BP doesn't see many other ways of offloading their stake in Rosneft as sanctions will make it difficult down the line to sell the oil, and they're preparing to take a hit of as much as $25 billion because of quitting Russia now, rather than potentially a larger hit later. There have been no firm decisions made by BP regarding the stake sale yet.
BP’s share price is currently at 357.60p and a close below 360.00p would signal a break in market structure and further downside potential. A further 10% drop towards 330p would be the next likely target. Today the trading in BP shares has hit over a 19million with only a -1.40% drop. Shell is also down around 1.40% but on less than a quarter of the volume traded.
Shell Plc announced it will end partnerships with state-owned Gazprom PJSC, including the Sakhalin-2 liquefied natural gas facility and its involvement in the Nord Stream 2 pipeline project. It estimates both projects to be worth $3 billion. Shell’s share price has also recently taken a hit but at 1955p there is still a way to go before a significant low is taken. 1800p looks like a good area to look for a new trade as there is also a gap from late January which would likely get filled before any further moves.
The Swiss company that constructed the Nord Stream 2 gas pipeline from Russia to Germany is considering filing for insolvency as it tries to restructure after being sanctioned by the US.
Exiting Russia will have a profound effect on both sides. BP and Shell will write down billions of dollars in the value of their investments, while Russian state energy companies will lose partners who brought capital and expertise to the table. Europe also stands to lose a major energy contributor, though there is still flow through Ukraine at the time of writing.
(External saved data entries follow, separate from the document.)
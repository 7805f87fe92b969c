use field_core::{Rgb, Rgba, Theme};

/// CSS `rgba()` string for canvas fill/stroke/shadow styles.
pub fn rgba(c: Rgba) -> String {
    format!(
        "rgba({}, {}, {}, {:.3})",
        c.rgb.r, c.rgb.g, c.rgb.b, c.alpha
    )
}

pub fn hex(c: Rgb) -> String {
    format!("#{:02x}{:02x}{:02x}", c.r, c.g, c.b)
}

/// Value of the root `data-theme` attribute; `None` means remove it.
pub fn document_theme_value(theme: Theme) -> Option<&'static str> {
    match theme {
        Theme::Default => None,
        Theme::Red => Some(theme.name()),
    }
}

/// Shortest CSS form: hex when opaque, `rgba()` otherwise.
pub fn css(c: Rgba) -> String {
    if c.alpha >= 1.0 {
        hex(c.rgb)
    } else {
        rgba(c)
    }
}

/// `shadowBlur` is in device pixels and ignores the context transform.
pub fn shadow_blur_px(blur: f32, dpr: f64) -> f64 {
    blur as f64 * dpr
}
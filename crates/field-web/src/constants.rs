// Page integration constants for the web front-end.

// Element ids used by `mountDefault`
pub const DEFAULT_BACKGROUND_CANVAS_ID: &str = "particle-bg";
pub const DEFAULT_CURSOR_CANVAS_ID: &str = "particle-cursor";

// Attributes
pub const GRID_SPACING_ATTRIBUTE: &str = "data-grid-spacing"; // on the background canvas
pub const THEME_ATTRIBUTE: &str = "data-theme"; // on <html>, read by the page CSS

// Diagnostics
pub const FRAME_STATS_INTERVAL_SEC: f32 = 5.0; // how often frame rate is logged at debug level
use crate::style;
use anyhow::anyhow;
use field_core::{Glow, Rgba, Surface, Vec2, Viewport};
use std::f64::consts::TAU;
use wasm_bindgen::{JsCast, JsValue};
use web_sys as web;

/// A `<canvas>` with its 2D context, painted in CSS pixels.
pub struct Canvas2d {
    canvas: web::HtmlCanvasElement,
    ctx: web::CanvasRenderingContext2d,
    dpr: f64,
    // Resizing the canvas resets context state, so the cache is dropped in `fit`.
    last_fill: Option<Rgba>,
}

impl Canvas2d {
    pub fn new(canvas: web::HtmlCanvasElement) -> anyhow::Result<Self> {
        let ctx = canvas
            .get_context("2d")
            .map_err(|e| anyhow!("getContext('2d'): {e:?}"))?
            .ok_or_else(|| anyhow!("2d context unavailable"))?
            .dyn_into::<web::CanvasRenderingContext2d>()
            .map_err(|_| anyhow!("getContext('2d') returned an unexpected object"))?;
        Ok(Self {
            canvas,
            ctx,
            dpr: 1.0,
            last_fill: None,
        })
    }

    /// Size the backing store to `viewport * dpr` and scale the context so
    /// drawing stays in CSS pixels.
    pub fn fit(&mut self, viewport: Viewport, dpr: f64) {
        let w_px = (viewport.width as f64 * dpr).round() as u32;
        let h_px = (viewport.height as f64 * dpr).round() as u32;
        self.canvas.set_width(w_px.max(1));
        self.canvas.set_height(h_px.max(1));
        _ = self.ctx.set_transform(dpr, 0.0, 0.0, dpr, 0.0, 0.0);
        self.dpr = dpr;
        self.last_fill = None;
    }

    fn set_fill(&mut self, fill: Rgba) {
        if self.last_fill != Some(fill) {
            #[allow(deprecated)]
            self.ctx
                .set_fill_style(&JsValue::from_str(&style::css(fill)));
            self.last_fill = Some(fill);
        }
    }
}

impl Surface for Canvas2d {
    fn clear(&mut self) {
        self.ctx.save();
        _ = self.ctx.set_transform(1.0, 0.0, 0.0, 1.0, 0.0, 0.0);
        self.ctx.clear_rect(
            0.0,
            0.0,
            self.canvas.width() as f64,
            self.canvas.height() as f64,
        );
        self.ctx.restore();
    }

    fn fill_circle(&mut self, center: Vec2, radius: f32, fill: Rgba, glow: Option<Glow>) {
        if let Some(g) = glow {
            self.ctx.set_shadow_blur(style::shadow_blur_px(g.blur, self.dpr));
            self.ctx.set_shadow_color(&style::css(g.color));
        }
        self.set_fill(fill);
        self.ctx.begin_path();
        _ = self
            .ctx
            .arc(center.x as f64, center.y as f64, radius as f64, 0.0, TAU);
        self.ctx.fill();
        if glow.is_some() {
            self.ctx.set_shadow_blur(0.0);
        }
    }

    fn stroke_line(&mut self, from: Vec2, to: Vec2, stroke: Rgba, width: f32) {
        #[allow(deprecated)]
        self.ctx
            .set_stroke_style(&JsValue::from_str(&style::rgba(stroke)));
        self.ctx.set_line_width(width as f64);
        self.ctx.begin_path();
        self.ctx.move_to(from.x as f64, from.y as f64);
        self.ctx.line_to(to.x as f64, to.y as f64);
        self.ctx.stroke();
    }
}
The FTSE holds both BP Plc and Shell Plc, and recent price action shows the daily 200-period moving average once again acting as a decent dynamic support. A close below 7227 would signal a deeper correction is likely as that would be a break of significant market structure.
As oil prices continue to rise both BP Plc and Shell Plc will both remain attractive propositions but with potential multi-billion losses coming, shareholders may decide to get out whilst the prices are relatively high.
The oil futures contract shows that current prices are at a previous target level, but should we close higher than $107.68 the next stop is likely to be in the +$120 range. The Commitment of Traders report showed that oil producers were still not adding to their hedges, so whilst this is the case, we must assume that oil is going higher for longer. OPEC+ will feel they can keep adding 400k BPD with prices stabilizing at these higher prices, so it will take a demand shock or a massive injection of supply, starting with Iran to get prices lower, whilst the Russia/Ukraine situation continues.